En décembre la sous-préfecture organisa une kermesse au profit des pauvres, et les dames les plus en vue acceptèrent de présider à l’aménagement des diverses boutiques. Berthe Landol et quelques amies se chargèrent des fleurs. Or, deux de ces amies s’étant récusées au dernier moment, Geneviève sur la prière de sa sœur et sur le conseil de son mari, dut prendre place au comptoir.

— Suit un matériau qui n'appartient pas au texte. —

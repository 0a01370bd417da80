//! Search execution
//!
//! Builds search requests and hands them to the fetch client. The result body
//! is not interpreted here; scenarios and the pagination walker do that.

use std::collections::BTreeMap;

use crate::error::HarnessResult;
use crate::fetch::FetchClient;
use crate::request::RequestSpec;
use crate::response::ResponseRecord;
use crate::tag::UniquenessTag;

/// How the search is sent
#[derive(Debug, Clone, Copy, Default, PartialEq, Eq)]
pub enum SearchMethod {
    /// `GET [base]/[type]?query`
    #[default]
    Get,
    /// `POST [base]/[type]/_search` with the query as a form body
    PostForm,
    /// `POST [base]/_search` with the query as a form body
    PostSystem,
}

/// Value of the `Prefer: handling=` header
#[derive(Debug, Clone, Copy, PartialEq, Eq)]
pub enum Handling {
    Strict,
    Lenient,
}

impl Handling {
    pub fn header_value(&self) -> &'static str {
        match self {
            Handling::Strict => "handling=strict",
            Handling::Lenient => "handling=lenient",
        }
    }
}

#[derive(Debug, Clone)]
pub struct SearchOptions {
    pub method: SearchMethod,
    pub handling: Option<Handling>,
    pub authorized: bool,
    pub headers: BTreeMap<String, String>,
}

impl Default for SearchOptions {
    fn default() -> Self {
        Self {
            method: SearchMethod::Get,
            handling: None,
            authorized: true,
            headers: BTreeMap::new(),
        }
    }
}

impl SearchOptions {
    pub fn post() -> Self {
        Self {
            method: SearchMethod::PostForm,
            ..Self::default()
        }
    }

    pub fn handling(mut self, handling: Handling) -> Self {
        self.handling = Some(handling);
        self
    }

    pub fn header(mut self, name: impl Into<String>, value: impl Into<String>) -> Self {
        self.headers.insert(name.into(), value.into());
        self
    }
}

#[derive(Debug, Clone)]
pub struct SearchClient {
    client: FetchClient,
    tag_system: String,
}

impl SearchClient {
    pub fn new(client: FetchClient, tag_system: impl Into<String>) -> Self {
        Self {
            client,
            tag_system: tag_system.into(),
        }
    }

    pub fn client(&self) -> &FetchClient {
        &self.client
    }

    /// Run a search such as `Patient?given=Anna&_count=5`
    pub async fn search(
        &self,
        relative_query: &str,
        options: &SearchOptions,
    ) -> HarnessResult<ResponseRecord> {
        self.client.execute(build_request(relative_query, options)).await
    }

    /// Same as [`search`](Self::search), scoped to fixtures carrying `tag`
    pub async fn search_tagged(
        &self,
        relative_query: &str,
        tag: &UniquenessTag,
        options: &SearchOptions,
    ) -> HarnessResult<ResponseRecord> {
        self.search(&self.tagged_query(relative_query, tag), options)
            .await
    }

    /// Append the tag identifier parameter to a query
    pub fn tagged_query(&self, relative_query: &str, tag: &UniquenessTag) -> String {
        let token = format!("{}|{}", self.tag_system, tag);
        let separator = if relative_query.contains('?') {
            if relative_query.ends_with('?') || relative_query.ends_with('&') {
                ""
            } else {
                "&"
            }
        } else {
            "?"
        };
        format!(
            "{}{}identifier={}",
            relative_query,
            separator,
            urlencoding::encode(&token)
        )
    }
}

/// Split `Type?query` into the request the chosen method needs
pub fn build_request(relative_query: &str, options: &SearchOptions) -> RequestSpec {
    let (path, query) = match relative_query.split_once('?') {
        Some((path, query)) => (path, query),
        None => (relative_query, ""),
    };
    let path = path.trim_end_matches('/');

    let mut request = match options.method {
        SearchMethod::Get => RequestSpec::get(relative_query),
        SearchMethod::PostForm => {
            let target = if path.is_empty() {
                "_search".to_string()
            } else {
                format!("{}/_search", path)
            };
            RequestSpec::post_form(target, query)
        }
        SearchMethod::PostSystem => RequestSpec::post_form("_search", query),
    };

    if let Some(handling) = options.handling {
        request = request.with_header("Prefer", handling.header_value());
    }
    for (name, value) in &options.headers {
        request = request.with_header(name.clone(), value.clone());
    }
    if options.authorized {
        request = request.authorized();
    }
    request
}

Cet incident, que mère ignora, me fut rapporté. Incapable de résister à l’attrait d’une rencontre, je me mêlai à la foule des visiteurs.

Une louable circonspection, jointe à des efforts de volonté incroyables, me retint assez longtemps près d’un étalage de vide-poches en osier, vêtus de satins multicolores, dont les vendeuses m’octroyaient tous les spécimens sans que je fisse la moindre attention à leurs remerciements. De là, je voyais Geneviève.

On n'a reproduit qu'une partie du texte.